Время уходит быстро, не заметил, как побелели виски, серебром покрыло голову и путь к последнему приюту все короче... Но, боже мой, о чем это он вдруг? Забот у него нынче столько, а он расчувствовался, некому обругать, отрезвить, ей-право...
Закончив письмо, Иван Петрович посыпал его песком, подул немного, вложил в конверт и сразу же засобирался: день предстоял не легкий, маетный, а времени в обрез. Прежде всего намерен был зайти в больницу, справиться у лекаря, как дела у Лаврина: не хуже ли ему и не вмешался ли господин душевладелец, не вздумал, чего доброго, прервать лечение?
Затем — пансион. Вчера из-за поездки в село не был там — и душа неспокойна, хотя и есть кому присмотреть за воспитанниками, а все же свой глаз, недаром говорится, — алмаз, никто не заметит, а он увидит огрех, какой-либо недосмотр и тут же вмешается, поправит, а то ведь может и неприятность случиться, и не о себе он, понятно, беспокоился — прежде всего о детях.

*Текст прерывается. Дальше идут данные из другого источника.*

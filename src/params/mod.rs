//! Parameter definitions with units and documented semantics.
//!
//! All magic numbers are extracted here with:
//! - Units (seconds, world units, decibels, bins)
//! - Documented ranges and meanings
//! - A `validate()` per section, run once at startup

mod audio;
mod camera;
mod geometry;
mod morph;
mod render;

// Re-export all types
pub use audio::{AnalyserConfig, LevelConfig};
pub use camera::CameraConfig;
pub use geometry::{GeometryConfig, MAX_GRID_RESOLUTION};
pub use morph::MorphConfig;
pub use render::RenderConfig;
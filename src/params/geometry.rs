//! Parameter grid and cache normalization settings.

use crate::error::ConfigError;

/// Largest accepted grid side. The line pipeline stores every vertex as 32 bytes
/// (two positions plus uv); 2048² of them stay under wgpu's default 256 MiB
/// buffer limit.
pub const MAX_GRID_RESOLUTION: usize = 2048;

/// Geometry cache parameters
#[derive(Debug, Clone)]
pub struct GeometryConfig {
    /// Samples per grid side (R). Every surface is evaluated at R² lattice points.
    pub grid_resolution: usize,

    /// Largest bounding-box dimension after normalization (world units)
    pub target_size: f32,

    /// Extents at or below this are treated as collapsed (world units)
    pub min_extent: f64,
}

impl Default for GeometryConfig {
    fn default() -> Self {
        Self {
            grid_resolution: 90, // 8,100 vertices per surface
            target_size: 50.0,
            min_extent: 1e-9,
        }
    }
}

impl GeometryConfig {
    /// Number of vertices in every cached point set
    pub fn vertex_count(&self) -> usize {
        self.grid_resolution.saturating_mul(self.grid_resolution)
    }

    pub fn validate(&self) -> Result<(), ConfigError> {
        if !(2..=MAX_GRID_RESOLUTION).contains(&self.grid_resolution) {
            return Err(ConfigError::new(
                "geometry",
                format!(
                    "grid resolution must be in 2..={}, got {}",
                    MAX_GRID_RESOLUTION, self.grid_resolution
                ),
            ));
        }
        if !(self.target_size.is_finite() && self.target_size > 0.0) {
            return Err(ConfigError::new(
                "geometry",
                format!("target size must be positive, got {}", self.target_size),
            ));
        }
        Ok(())
    }
}
//! Auto-rotating orbit camera framing the surface at the origin.

use std::f64::consts::TAU;

use glam::{Mat4, Quat, Vec3};

use crate::params::{CameraConfig, RenderConfig};

/// Camera circling the Y axis through the target at constant speed
pub struct CameraSystem {
    config: CameraConfig,
}

impl CameraSystem {
    pub fn new(config: CameraConfig) -> Self {
        Self { config }
    }

    /// Eye and look-at target at `time_s`
    pub fn compute_position_and_target(&self, time_s: f64) -> (Vec3, Vec3) {
        let target = Vec3::from_array(self.config.target);
        let offset = Vec3::from_array(self.config.position) - target;

        // Angle is reduced in f64 before narrowing
        let angle = (f64::from(self.config.angular_velocity()) * time_s).rem_euclid(TAU);
        let eye = target + Quat::from_rotation_y(angle as f32) * offset;

        (eye, target)
    }

    /// Create view-projection matrix for rendering
    ///
    /// # Returns
    /// Tuple of (view_proj_matrix, camera_position)
    pub fn create_view_proj_matrix(
        &self,
        time_s: f64,
        render_config: &RenderConfig,
    ) -> (Mat4, Vec3) {
        let (eye, target) = self.compute_position_and_target(time_s);

        let view = Mat4::look_at_rh(eye, target, Vec3::Y);
        let proj = Mat4::perspective_rh(
            render_config.fov_degrees.to_radians(),
            render_config.aspect_ratio(),
            render_config.near_plane,
            render_config.far_plane,
        );

        (proj * view, eye)
    }
}
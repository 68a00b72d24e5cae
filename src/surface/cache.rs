//! Normalized point sets, one per surface, built once at startup.

use glam::{DVec3, Vec3};

use super::{Grid, Surface};
use crate::error::GeometryError;
use crate::params::{GeometryConfig, MAX_GRID_RESOLUTION};

/// One surface sampled over the grid, centered and rescaled.
///
/// Stored as flat `[x0, y0, z0, x1, ...]` so it can be handed straight to a vertex
/// buffer.
#[derive(Debug, Clone, PartialEq)]
pub struct PointSet {
    positions: Vec<f32>,
}

impl PointSet {
    /// Flat xyz components, length = vertex count × 3
    pub fn as_slice(&self) -> &[f32] {
        &self.positions
    }

    pub fn len(&self) -> usize {
        self.positions.len() / 3
    }

    pub fn is_empty(&self) -> bool {
        self.positions.is_empty()
    }

    pub fn point(&self, index: usize) -> Vec3 {
        Vec3::from_slice(&self.positions[index * 3..index * 3 + 3])
    }

    pub fn points(&self) -> impl Iterator<Item = Vec3> + '_ {
        self.positions.chunks_exact(3).map(Vec3::from_slice)
    }

    /// Axis-aligned bounds as (min, max)
    pub fn bounds(&self) -> (Vec3, Vec3) {
        self.points().fold(
            (Vec3::splat(f32::INFINITY), Vec3::splat(f32::NEG_INFINITY)),
            |(min, max), p| (min.min(p), max.max(p)),
        )
    }
}

/// Immutable cache of every catalog surface, all sharing one grid.
#[derive(Debug)]
pub struct GeometryCache {
    grid: Grid,
    surfaces: Vec<Surface>,
    point_sets: Vec<PointSet>,
}

impl GeometryCache {
    /// Evaluate and normalize every surface.
    ///
    /// Fails on an empty catalog, a grid outside 2..=`MAX_GRID_RESOLUTION`, any
    /// non-finite generated point, or a surface whose largest extent collapses to
    /// (near) zero.
    pub fn build(surfaces: &[Surface], config: &GeometryConfig) -> Result<Self, GeometryError> {
        if !(2..=MAX_GRID_RESOLUTION).contains(&config.grid_resolution) {
            return Err(GeometryError::InvalidGrid(config.grid_resolution));
        }
        if surfaces.is_empty() {
            return Err(GeometryError::EmptyCatalog);
        }

        let grid = Grid::new(config.grid_resolution);
        let point_sets = surfaces
            .iter()
            .map(|surface| normalize(surface, &grid, config))
            .collect::<Result<Vec<_>, _>>()?;

        log::info!(
            "Geometry cache: {} surfaces × {} vertices",
            point_sets.len(),
            grid.vertex_count()
        );

        Ok(Self {
            grid,
            surfaces: surfaces.to_vec(),
            point_sets,
        })
    }

    pub fn grid(&self) -> &Grid {
        &self.grid
    }

    /// Number of cached surfaces
    pub fn len(&self) -> usize {
        self.point_sets.len()
    }

    pub fn is_empty(&self) -> bool {
        self.point_sets.is_empty()
    }

    pub fn surface(&self, index: usize) -> &Surface {
        &self.surfaces[index]
    }

    pub fn point_set(&self, index: usize) -> &PointSet {
        &self.point_sets[index]
    }

    pub fn vertex_count(&self) -> usize {
        self.grid.vertex_count()
    }
}

/// Sample one surface and map it into a `target_size` box centered at the origin.
fn normalize(
    surface: &Surface,
    grid: &Grid,
    config: &GeometryConfig,
) -> Result<PointSet, GeometryError> {
    let count = grid.vertex_count();
    let mut raw = Vec::with_capacity(count);
    let mut min = DVec3::splat(f64::INFINITY);
    let mut max = DVec3::splat(f64::NEG_INFINITY);

    for index in 0..count {
        let p = surface.generate(grid, index);
        if !p.is_finite() {
            return Err(GeometryError::NonFinitePoint {
                surface: surface.name.to_string(),
                index,
            });
        }
        min = min.min(p);
        max = max.max(p);
        raw.push(p);
    }

    let center = (min + max) * 0.5;
    let extent = (max - min).max_element();
    if extent <= config.min_extent {
        return Err(GeometryError::DegenerateExtent {
            surface: surface.name.to_string(),
            extent,
        });
    }
    let scale = config.target_size as f64 / extent;

    log::debug!(
        "{}: center {:?}, extent {:.3}, scale {:.4}",
        surface.name,
        center,
        extent,
        scale
    );

    let mut positions = Vec::with_capacity(count * 3);
    for p in raw {
        let q = ((p - center) * scale).as_vec3();
        positions.extend_from_slice(&q.to_array());
    }

    Ok(PointSet { positions })
}

#[cfg(test)]
mod tests {
    use super::*;
    use crate::surface::CATALOG;

    const TOLERANCE: f32 = 1e-3;

    fn build_default() -> GeometryCache {
        GeometryCache::build(&CATALOG, &GeometryConfig::default()).unwrap()
    }

    #[test]
    fn test_every_surface_fills_target_size() {
        let cache = build_default();
        assert_eq!(cache.len(), 4);

        for i in 0..cache.len() {
            let (min, max) = cache.point_set(i).bounds();
            let largest = (max - min).max_element();
            assert!(
                (largest - 50.0).abs() < TOLERANCE,
                "{}: largest dimension {}",
                cache.surface(i).name,
                largest
            );
        }
    }

    #[test]
    fn test_every_surface_centered() {
        let cache = build_default();

        for i in 0..cache.len() {
            let (min, max) = cache.point_set(i).bounds();
            let center = (min + max) * 0.5;
            assert!(
                center.abs().max_element() < TOLERANCE,
                "{}: center {:?}",
                cache.surface(i).name,
                center
            );
        }
    }

    #[test]
    fn test_point_sets_share_vertex_count() {
        let cache = build_default();
        for i in 0..cache.len() {
            assert_eq!(cache.point_set(i).len(), 90 * 90);
            assert_eq!(cache.point_set(i).as_slice().len(), 90 * 90 * 3);
        }
    }

    #[test]
    fn test_degenerate_surface_rejected() {
        let flat = Surface::new("Point", "Collapses everywhere", |_, _| DVec3::ONE);
        let err = GeometryCache::build(&[flat], &GeometryConfig::default()).unwrap_err();
        assert!(matches!(err, GeometryError::DegenerateExtent { .. }));
    }

    #[test]
    fn test_non_finite_surface_rejected() {
        let broken = Surface::new("Broken", "Divides by zero", |u, _| {
            DVec3::new(1.0 / (u - 0.0), 0.0, 0.0)
        });
        let err = GeometryCache::build(&[broken], &GeometryConfig::default()).unwrap_err();
        assert_eq!(
            err,
            GeometryError::NonFinitePoint {
                surface: "Broken".to_string(),
                index: 0
            }
        );
    }

    #[test]
    fn test_empty_catalog_and_out_of_range_grid() {
        assert_eq!(
            GeometryCache::build(&[], &GeometryConfig::default()).unwrap_err(),
            GeometryError::EmptyCatalog
        );

        let config = GeometryConfig {
            grid_resolution: 1,
            ..Default::default()
        };
        assert_eq!(
            GeometryCache::build(&CATALOG, &config).unwrap_err(),
            GeometryError::InvalidGrid(1)
        );

        let config = GeometryConfig {
            grid_resolution: MAX_GRID_RESOLUTION + 1,
            ..Default::default()
        };
        assert_eq!(
            GeometryCache::build(&CATALOG, &config).unwrap_err(),
            GeometryError::InvalidGrid(MAX_GRID_RESOLUTION + 1)
        );
    }

    #[test]
    fn test_flat_but_nondegenerate_surface_is_accepted() {
        // A plane has zero thickness on one axis; only the largest extent matters
        let plane = Surface::new("Plane", "z = 0", |u, v| DVec3::new(u * 4.0, v * 2.0, 0.0));
        let cache = GeometryCache::build(&[plane], &GeometryConfig::default()).unwrap();
        let (min, max) = cache.point_set(0).bounds();
        assert!((max.x - min.x - 50.0).abs() < TOLERANCE);
        assert!((max.y - min.y - 25.0).abs() < TOLERANCE);
        assert_eq!(max.z - min.z, 0.0);
    }
}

После пансиона сразу же — к Новикову, благо канцелярия, где сидит Михайло Николаевич, на той же, что и пансион, плошади. К Новикову двойной интерес нынче: прежде всего, в каком состоянии дело пана Калистратовича, не вышло ли повеление князя о суде чести над ним? Хорошо бы это устроить, тогда, может, и другим душевладельцам не повадно было бы измываться над несчастными поселянами. Справившись об этом, уже в конце, как бы между прочим, он спросит о вчерашнем вечере: с чего вдруг Новикову взбрело на ум приглашать его? Неужто ради одного знакомства с Муравьевым-Апостолом-младшим? Как бы там ни было, чувство подсказывает: что-то еще хотел Новиков. Но что? Зная его характер — довольно скрытный, твердый, — ответа прямого не добьешься, если только случайно не проговорится. И все же не мешает встретиться.